Inga Lam said her family was initially conflicted over her career in media, a job that she said many parents often consider unstable.
“People are always like, ‘How is your mom okay with this?’ and [my mom] said, ‘Well I was not okay with it,’ because she didn’t even know what Buzzfeed was,” Lam said. “I think that’s the thing … for our parents who are maybe not familiar with the digital media industry.”
On April 6, the Boston College Taiwanese Cultural Organization hosted a virtual speaker event featuring Lam, a senior video producer at Buzzfeed’s Tasty and creator of the new YouTube channel About To Eat.
Lam, who was raised in Hong Kong and Taiwan, creates content that showcases the intersection of food, travel, and culture. She produces and hosts different long-form series on Tasty, in addition to making both recipe and lifestyle videos on her personal YouTube channel.
Lam said she takes a specific approach when creating videos for Tasty.
“When I’m thinking of a frame for a Buzzfeed video, I think there’s a certain way we approach [it] … the main focus is … virality and to cater more to reaching a broader audience,” she said.
Lam said her passion for Asian cuisine and desire to share a more personal story drove her to start her personal YouTube channel this year.
“The videos I put on my channel are for me,” Lam said.
Inspired by her Taiwanese heritage, Lam said she considers her personal channel a place where she can showcase Taiwanese culture more freely. The video production process at Buzzfeed is more data-based, Lam said, which might limit her freedom to choose the content she wants to produce.
“So Buzzfeed’s super into data, right, it started as a tech company, and there are analytics of what types of cuisine are more clickable, and I think Japanese, Korean food are like on top, you know, and then maybe like Chinese,” Lam said. “And so I think for Americans, who are like the main Tasty audience, at first it was a little bit like, you know, they don’t even know where Taiwan is … so I think it was hard in the beginning.”
When she had the platform to introduce Taiwanese cuisine to her audience through her personal channel, Lam said she had concerns as to how she could describe a rather niche cuisine to the American public.
“I was very obsessed with the idea of making the unfamiliar familiar,” Lam said.
To make the “unfamiliar familiar,” Lam said she had to find engaging ways to introduce Taiwanese recipes.
“If I straight up said, ‘Let me tell you about this Taiwanese pineapple cake’ for example, I don’t think that would be something that everybody wanted to click on … but if we frame [it] in a way that might be more interesting to people, so that when they click into it they are more intrigued by it—that started making it easier for me to pitch different things that were maybe more specific to my culture,” she said.
Lam then shared her opinion on authenticity and her take on modernized Asian cuisine in the United States.
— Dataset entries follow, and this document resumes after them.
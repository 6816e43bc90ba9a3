//! Scoring run orchestration.
//!
//! [`Scorer`] is the in-memory core: events in, per-wallet scores out.
//! [`Pipeline`] wraps it with file ingestion and the output sinks.

use std::path::{Path, PathBuf};

use tracing::info;

use walletscore_core::aggregate::aggregate;
use walletscore_core::error::ModelError;
use walletscore_core::traits::LabelHeuristic;
use walletscore_core::types::{Event, WalletFeatures, WalletScore};
use walletscore_model::{
    finalize, fit_score_model, BaselineScorer, FitReport, ModelParams, PseudoScorer,
};

use crate::config::{PipelineConfig, Strategy};
use crate::error::PipelineError;
use crate::histogram::Histogram;
use crate::ingest::load_events;
use crate::sink::{commit_all, features_csv, scores_csv, Artifact};

/// Everything computed for one population.
#[derive(Debug, Clone)]
pub struct ScoringRun {
    /// Aggregated features, sorted by wallet.
    pub features: Vec<WalletFeatures>,
    /// Heuristic pseudo-score per wallet, aligned with `features`.
    pub labels: Vec<f64>,
    /// Final scores, aligned with `features`.
    pub scores: Vec<WalletScore>,
    /// Present when the model strategy ran.
    pub report: Option<FitReport>,
}

/// Turns events into final scores according to a strategy.
#[derive(Debug, Clone)]
pub struct Scorer {
    strategy: Strategy,
    heuristic: PseudoScorer,
    params: ModelParams,
}

impl Scorer {
    pub fn new(strategy: Strategy, heuristic: PseudoScorer, params: ModelParams) -> Self {
        Self {
            strategy,
            heuristic,
            params,
        }
    }

    pub fn from_config(config: &PipelineConfig) -> Self {
        Self::new(
            config.strategy,
            PseudoScorer::new(config.heuristic.clone()),
            config.model.clone(),
        )
    }

    pub fn strategy(&self) -> Strategy {
        self.strategy
    }

    pub fn score_events(&self, events: &[Event]) -> Result<ScoringRun, ModelError> {
        self.score_table(aggregate(events))
    }

    pub fn score_table(&self, features: Vec<WalletFeatures>) -> Result<ScoringRun, ModelError> {
        let labels = self.heuristic.label_all(&features);

        let (predictions, report) = match self.strategy {
            Strategy::Model => {
                let trained = fit_score_model(&features, &labels, &self.params)?;
                (trained.model.predict(&features)?, Some(trained.report))
            }
            Strategy::Baseline => (BaselineScorer::new().score_all(&features), None),
        };
        let scores = finalize(&features, &predictions)?;

        Ok(ScoringRun {
            features,
            labels,
            scores,
            report,
        })
    }
}

/// Outcome of [`Pipeline::run`].
#[derive(Debug, Clone)]
pub struct RunSummary {
    pub events: usize,
    pub defaulted_fields: usize,
    pub wallets: usize,
    pub report: Option<FitReport>,
    pub scores_path: PathBuf,
    pub plot_path: PathBuf,
}

/// File-to-file scoring job.
#[derive(Debug, Clone)]
pub struct Pipeline {
    config: PipelineConfig,
}

impl Pipeline {
    pub fn new(config: PipelineConfig) -> Self {
        Self { config }
    }

    pub fn config(&self) -> &PipelineConfig {
        &self.config
    }

    fn input(&self) -> Result<&Path, PipelineError> {
        self.config
            .input
            .as_deref()
            .ok_or(PipelineError::MissingInput)
    }

    /// Score the configured input and write the CSV and histogram.
    ///
    /// Either both outputs are written or neither is.
    pub fn run(&self) -> Result<RunSummary, PipelineError> {
        let normalized = load_events(self.input()?)?;
        let run = Scorer::from_config(&self.config).score_events(&normalized.events)?;
        info!(
            wallets = run.scores.len(),
            strategy = ?self.config.strategy,
            "pipeline: scores computed"
        );

        let values: Vec<f64> = run.scores.iter().map(|s| s.score).collect();
        commit_all(&[
            Artifact::new(&self.config.output, scores_csv(&run.scores)),
            Artifact::new(&self.config.plot, Histogram::from_scores(&values).to_svg()),
        ])?;

        Ok(RunSummary {
            events: normalized.events.len(),
            defaulted_fields: normalized.defaulted_fields,
            wallets: run.scores.len(),
            report: run.report,
            scores_path: self.config.output.clone(),
            plot_path: self.config.plot.clone(),
        })
    }

    /// Write the aggregated feature table with pseudo-labels to `output`.
    /// Returns the number of wallets written.
    pub fn export_features(&self, output: &Path) -> Result<usize, PipelineError> {
        let normalized = load_events(self.input()?)?;
        let table = aggregate(&normalized.events);
        let labels = PseudoScorer::new(self.config.heuristic.clone()).label_all(&table);
        commit_all(&[Artifact::new(output, features_csv(&table, &labels))])?;
        Ok(table.len())
    }
}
“A lot of times when you think about what is authentic, you probably just mean like this is the flavor you used to taste at home that your mom made,” she said. “But the truth is, all our moms make the same dish very differently.”
Lam said this has led her to specify the role her personal experience plays in her recipes on her personal channel.
“That’s why when I do my recipes right on my channel I always say this is my family’s way of doing it—it doesn’t mean that the way your family does it is wrong or whatever it’s just like, this is my personal experience,” Lam said. “I acknowledge that there are a lot of different ways that this can be done.”